The liquid fuel contains components which can potentially be separated and fed back into INEOS’ process. But the rest, which is currently treated as hazardous waste, could be used by CEMEX as a fuel to make cement.
“If that were to happen, we estimate that it could reduce carbon emissions by up to 1,400 tonnes of CO2 a year,” said Hélène. “That’s the equivalent of taking about 280 cars off the road.”
In addition to reducing CEMEX’s dependence on primary fuels by 20%, it would also improve the cement kiln operations and reduce operating expenses for both INEOS and CEMEX.
The EPOS project, which is the first of its kind, has also identified opportunities for another company on the Humber Estuary, OMYA, which produces minerals.

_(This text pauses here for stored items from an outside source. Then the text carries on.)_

use crate::daemon::config::DaemonConfig;
use crate::daemon::protocol::{
    read_message, write_message, Attach, AttachAck, Chunk, ErrorMessage, Job, JobFinished,
    Message, MessageId,
};
use crate::forward::{self, Sink};
use crate::stream::StdStream;
use anyhow::{anyhow, Result};
use nix::sys::signal;
use std::collections::HashSet;
use std::fs;
use std::io::{self, Write};
use std::net::Shutdown;
use std::os::unix::net::{UnixListener, UnixStream};
use std::path::{Path, PathBuf};
use std::sync::atomic::{AtomicBool, Ordering};
use std::sync::{Arc, Mutex, PoisonError};
use std::thread;
use std::time::Duration;
use tracing::{debug, info, warn};

/// A client that stops reading blocks the copy loop for at most this long
const CLIENT_WRITE_TIMEOUT: Duration = Duration::from_secs(5);

/// Pause between job steps
const STEP_INTERVAL: Duration = Duration::from_millis(20);

/// Largest step count a client may request
pub const MAX_JOB_STEPS: u32 = 10_000;

/// Ids of currently attached clients
type AttachedClients = Arc<Mutex<HashSet<String>>>;

/// Consumer that frames forwarded bytes onto a client connection.
///
/// A failed or timed-out write can leave a partial frame on the socket, so
/// after the first failure the sink shuts the connection down and fails
/// fast. The session handler then sees EOF and unregisters it.
struct FrameSink {
    stream: StdStream,
    conn: Arc<Mutex<UnixStream>>,
    message_id: MessageId,
    broken: AtomicBool,
}

impl Sink for FrameSink {
    fn write_chunk(&self, chunk: &[u8]) -> io::Result<()> {
        if self.broken.load(Ordering::Relaxed) {
            return Err(io::Error::new(io::ErrorKind::BrokenPipe, "client connection closed"));
        }

        let message = Message::Chunk(Chunk {
            stream: self.stream,
            data: chunk.to_vec(),
        });
        let mut conn = self.conn.lock().unwrap_or_else(PoisonError::into_inner);
        let result = write_message(&mut *conn, &message, self.message_id);
        if result.is_err() {
            self.broken.store(true, Ordering::Relaxed);
            let _ = conn.shutdown(Shutdown::Both);
        }
        result
    }
}

/// Unix socket daemon that streams its own stdout/stderr to attached clients
pub struct DaemonServer {
    socket_path: PathBuf,
    listener: Option<UnixListener>,
    config: DaemonConfig,
    shutdown: Arc<AtomicBool>,
    clients: AttachedClients,
}

impl DaemonServer {
    /// Create a new daemon server
    pub fn new(socket_path: PathBuf, config: DaemonConfig) -> Self {
        Self {
            socket_path,
            listener: None,
            config,
            shutdown: Arc::new(AtomicBool::new(false)),
            clients: Arc::new(Mutex::new(HashSet::new())),
        }
    }

    pub fn socket_path(&self) -> &Path {
        &self.socket_path
    }

    pub fn config(&self) -> &DaemonConfig {
        &self.config
    }

    /// Flag that stops the accept loop when set
    pub fn shutdown_handle(&self) -> Arc<AtomicBool> {
        Arc::clone(&self.shutdown)
    }

    /// Path of the PID file next to the socket
    pub fn pid_path(socket_path: &Path) -> PathBuf {
        socket_path.with_file_name("daemon.pid")
    }

    /// Create the daemon directory with secure permissions
    fn create_daemon_dir() -> Result<PathBuf> {
        let home = dirs::home_dir().ok_or_else(|| anyhow!("Could not determine home directory"))?;

        let daemon_dir = home.join(".stdtee");

        if !daemon_dir.exists() {
            fs::create_dir(&daemon_dir)?;

            // Set directory permissions to 0700 (owner only)
            use std::os::unix::fs::PermissionsExt;
            let mut perms = fs::metadata(&daemon_dir)?.permissions();
            perms.set_mode(0o700);
            fs::set_permissions(&daemon_dir, perms)?;
        }

        Ok(daemon_dir)
    }

    /// Socket path from the config, or ~/.stdtee/daemon.sock
    pub fn socket_path_for(config: &DaemonConfig) -> Result<PathBuf> {
        match &config.socket_path {
            Some(path) => Ok(path.clone()),
            None => Ok(Self::create_daemon_dir()?.join("daemon.sock")),
        }
    }

    /// Start the daemon server (blocks until SIGINT/SIGTERM)
    ///
    /// On the way out the process streams are handed back to their original
    /// destinations.
    pub fn start(&mut self) -> Result<()> {
        self.setup_signal_handlers()?;
        self.bind()?;
        self.write_pid_file()?;

        info!(socket = %self.socket_path.display(), "stdtee daemon started");

        let result = self.run();
        self.release_streams();
        result
    }

    /// Bind the Unix socket
    pub fn bind(&mut self) -> Result<()> {
        // Remove stale socket if it exists
        if self.socket_path.exists() {
            fs::remove_file(&self.socket_path)?;
        }

        let listener = UnixListener::bind(&self.socket_path)?;

        // Set socket permissions to 0600 (owner read/write only)
        use std::os::unix::fs::PermissionsExt;
        let mut perms = fs::metadata(&self.socket_path)?.permissions();
        perms.set_mode(0o600);
        fs::set_permissions(&self.socket_path, perms)?;

        self.listener = Some(listener);

        Ok(())
    }

    /// Setup signal handlers for graceful shutdown
    fn setup_signal_handlers(&self) -> Result<()> {
        signal_hook::flag::register(signal::SIGTERM as i32, Arc::clone(&self.shutdown))?;
        signal_hook::flag::register(signal::SIGINT as i32, Arc::clone(&self.shutdown))?;
        Ok(())
    }

    /// Accept clients until the shutdown flag is set
    pub fn run(&mut self) -> Result<()> {
        let listener = self.listener.take().ok_or_else(|| anyhow!("Socket not bound"))?;

        // Non-blocking accept so the shutdown flag is checked regularly
        listener.set_nonblocking(true)?;

        while !self.shutdown.load(Ordering::Relaxed) {
            match listener.accept() {
                Ok((stream, _addr)) => {
                    stream.set_nonblocking(false)?;
                    self.spawn_session(stream);
                }
                Err(ref e) if e.kind() == io::ErrorKind::WouldBlock => {
                    thread::sleep(Duration::from_millis(10));
                }
                Err(e) => {
                    warn!(error = %e, "Error accepting connection");
                    thread::sleep(Duration::from_millis(100));
                }
            }
        }

        self.listener = Some(listener);

        info!("Shutting down daemon");
        self.cleanup_files();

        Ok(())
    }

    fn spawn_session(&self, stream: UnixStream) {
        let clients = Arc::clone(&self.clients);
        let config = self.config.clone();

        let spawned = thread::Builder::new()
            .name("stdtee-session".to_string())
            .spawn(move || {
                if let Err(e) = handle_session(stream, &config, &clients) {
                    warn!(error = %e, "Session failed");
                }
            });

        if let Err(e) = spawned {
            warn!(error = %e, "Failed to start session thread");
        }
    }

    fn write_pid_file(&self) -> Result<()> {
        let pid_path = Self::pid_path(&self.socket_path);
        fs::write(&pid_path, std::process::id().to_string())?;
        Ok(())
    }

    fn release_streams(&self) {
        for stream in StdStream::ALL {
            if let Err(e) = forward::forwarder(stream).close() {
                warn!(stream = %stream, error = %e, "Failed to stop output forwarding");
            }
        }
    }

    fn cleanup_files(&self) {
        let _ = fs::remove_file(Self::pid_path(&self.socket_path));
        if self.socket_path.exists() {
            let _ = fs::remove_file(&self.socket_path);
        }
    }
}

impl Drop for DaemonServer {
    fn drop(&mut self) {
        self.cleanup_files();
    }
}

/// Removes a client id from the attached set when the session ends
struct AttachedGuard {
    clients: AttachedClients,
    client_id: String,
}

impl Drop for AttachedGuard {
    fn drop(&mut self) {
        self.clients
            .lock()
            .unwrap_or_else(PoisonError::into_inner)
            .remove(&self.client_id);
    }
}

fn send_error(conn: &Mutex<UnixStream>, message: &str, msg_id: MessageId) -> Result<()> {
    let error = Message::Error(ErrorMessage {
        message: message.to_string(),
    });
    let mut conn = conn.lock().unwrap_or_else(PoisonError::into_inner);
    write_message(&mut *conn, &error, msg_id)?;
    Ok(())
}

fn handle_session(stream: UnixStream, config: &DaemonConfig, clients: &AttachedClients) -> Result<()> {
    let mut reader = stream.try_clone()?;
    stream.set_write_timeout(Some(CLIENT_WRITE_TIMEOUT))?;
    let conn = Arc::new(Mutex::new(stream));

    let (msg, msg_id) = match read_message(&mut reader) {
        Ok(result) => result,
        Err(e) if e.kind() == io::ErrorKind::UnexpectedEof => return Ok(()),
        Err(e) => return Err(anyhow!("Failed to read message: {}", e)),
    };

    let attach = match msg {
        Message::Attach(attach) => attach,
        _ => {
            send_error(&conn, "Expected Attach", msg_id)?;
            return Ok(());
        }
    };

    if attach.client_id.is_empty() || attach.streams.is_empty() {
        send_error(&conn, "Attach needs a client id and at least one stream", msg_id)?;
        return Ok(());
    }

    if let Some(job) = &attach.job {
        if job.steps > MAX_JOB_STEPS {
            let message = format!("Job steps must be at most {}, got {}", MAX_JOB_STEPS, job.steps);
            send_error(&conn, &message, msg_id)?;
            return Ok(());
        }
    }

    let _guard = {
        let mut attached = clients.lock().unwrap_or_else(PoisonError::into_inner);
        if attached.len() >= config.max_clients {
            drop(attached);
            warn!(client = %attach.client_id, "Maximum concurrent clients reached, rejecting");
            send_error(&conn, "Maximum concurrent clients reached", msg_id)?;
            return Ok(());
        }
        if !attached.insert(attach.client_id.clone()) {
            drop(attached);
            send_error(&conn, &format!("Client id '{}' is already attached", attach.client_id), msg_id)?;
            return Ok(());
        }
        AttachedGuard {
            clients: Arc::clone(clients),
            client_id: attach.client_id.clone(),
        }
    };

    // Intercept before acknowledging so setup failures reach the client
    for &stream in &attach.streams {
        if let Err(e) = forward::forwarder(stream).ensure_intercepted() {
            send_error(&conn, &e.to_string(), msg_id)?;
            return Ok(());
        }
    }

    let ack = Message::AttachAck(AttachAck {
        client_id: attach.client_id.clone(),
        streams: attach.streams.clone(),
    });
    {
        let mut conn = conn.lock().unwrap_or_else(PoisonError::into_inner);
        write_message(&mut *conn, &ack, msg_id)?;
    }

    let registered = register_client(&attach, &conn, msg_id);
    info!(client = %attach.client_id, streams = ?attach.streams, "Client attached");

    let result = match registered {
        Err(e) => send_error(&conn, &e.to_string(), msg_id),
        Ok(()) => match &attach.job {
            Some(job) => {
                let exit_code = run_job(job);
                // The job's last lines must reach this client before it hears
                // the job is done
                for &stream in &attach.streams {
                    if !forward::forwarder(stream).drain(config.drain_timeout) {
                        warn!(client = %attach.client_id, %stream, "Job output not fully forwarded");
                    }
                }
                unregister_client(&attach);
                let finished = Message::JobFinished(JobFinished { exit_code });
                let mut conn = conn.lock().unwrap_or_else(PoisonError::into_inner);
                write_message(&mut *conn, &finished, msg_id).map_err(Into::into)
            }
            None => {
                follow_until_detached(&mut reader, &attach.client_id);
                Ok(())
            }
        },
    };

    unregister_client(&attach);
    info!(client = %attach.client_id, "Client detached");

    result
}

fn register_client(attach: &Attach, conn: &Arc<Mutex<UnixStream>>, msg_id: MessageId) -> Result<()> {
    for &stream in &attach.streams {
        let sink = FrameSink {
            stream,
            conn: Arc::clone(conn),
            message_id: msg_id,
            broken: AtomicBool::new(false),
        };
        if let Err(e) = forward::register_consumer_sink(stream, &attach.client_id, sink) {
            unregister_client(attach);
            return Err(e.into());
        }
    }
    Ok(())
}

fn unregister_client(attach: &Attach) {
    for &stream in &attach.streams {
        forward::unregister_consumer(stream, &attach.client_id);
    }
}

/// Block until the client detaches or hangs up
fn follow_until_detached(reader: &mut UnixStream, client_id: &str) {
    loop {
        match read_message(reader) {
            Ok((Message::Detach, _)) => {
                debug!(client = client_id, "Client sent detach");
                return;
            }
            Ok((other, _)) => {
                debug!(client = client_id, message = ?other, "Ignoring message while following");
            }
            Err(_) => return,
        }
    }
}

/// Run a job, reporting progress on stdout and a summary on stderr.
///
/// Writes go through the process streams directly so they are forwarded to
/// every attached client.
fn run_job(job: &Job) -> i32 {
    match write_job_progress(job) {
        Ok(()) => 0,
        Err(e) => {
            warn!(job = %job.name, error = %e, "Job could not report progress");
            1
        }
    }
}

fn write_job_progress(job: &Job) -> io::Result<()> {
    let started = chrono::Local::now();
    for step in 1..=job.steps {
        writeln!(
            io::stdout().lock(),
            "[{}] {}: step {}/{}",
            chrono::Local::now().format("%H:%M:%S%.3f"),
            job.name,
            step,
            job.steps
        )?;
        thread::sleep(STEP_INTERVAL);
    }
    let elapsed = chrono::Local::now() - started;
    writeln!(
        io::stderr().lock(),
        "{}: finished {} steps in {}ms",
        job.name,
        job.steps,
        elapsed.num_milliseconds()
    )
}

The chalk reject material from OMYA could be used as a raw material by CEMEX instead of limestone, and in return, provide cement kiln dust to OMYA for continuous reclamation activities in quarry operations. Since the launch, INEOS has wasted no time in seizing the initiative.
Dave Skeldon, process technology manager of INEOS manufacturing, Hull, said a non-disclosure agreement was now in place with CEMEX.
“That is always the first step towards getting there,” he said. “Then we’re moving on to resolving all the technical issues that are below the EPOS level, if you like.”
Any project will require collaboration and investment from both companies. INEOS expects to invest £900,000 on the project and break even after two years. CEMEX’s involvement and £400,000 investment should pay for itself after three years.
Stephen Elliott, CEO of the Chemical Industries Association, applauded both companies for acting swiftly.
“This is a good demonstration of the carbon and cost savings which can be achieved through industrial symbiosis in a cluster,” he said.
And he hoped the Chemical Sector Decarbonisation and Energy Efficiency Action Plan with BEIS under the industries’ Chemistry Growth Partnership will lead to further improvements, without damaging the chemical industry’s ability to compete on the world stage.
But before INEOS and CEMEX can begin their industrial symbiosis, new permits will be required because some materials, currently classified as hazardous waste, will have to be reclassified so they can be transported and re-used.
“It won’t be investments that will hamper the implementation of EPOS,” said Greet. “It will be waste legislation so we need policymakers to come with us.”
Ironically, she said, Britain’s decision to leave the European Union might help the UK to get a head start because changing legislation will be easier.
“Either way this cross-sectorial management tool presents enormous potential to improve the competitiveness and energy efficiency across the UK manufacturing sector,” she said.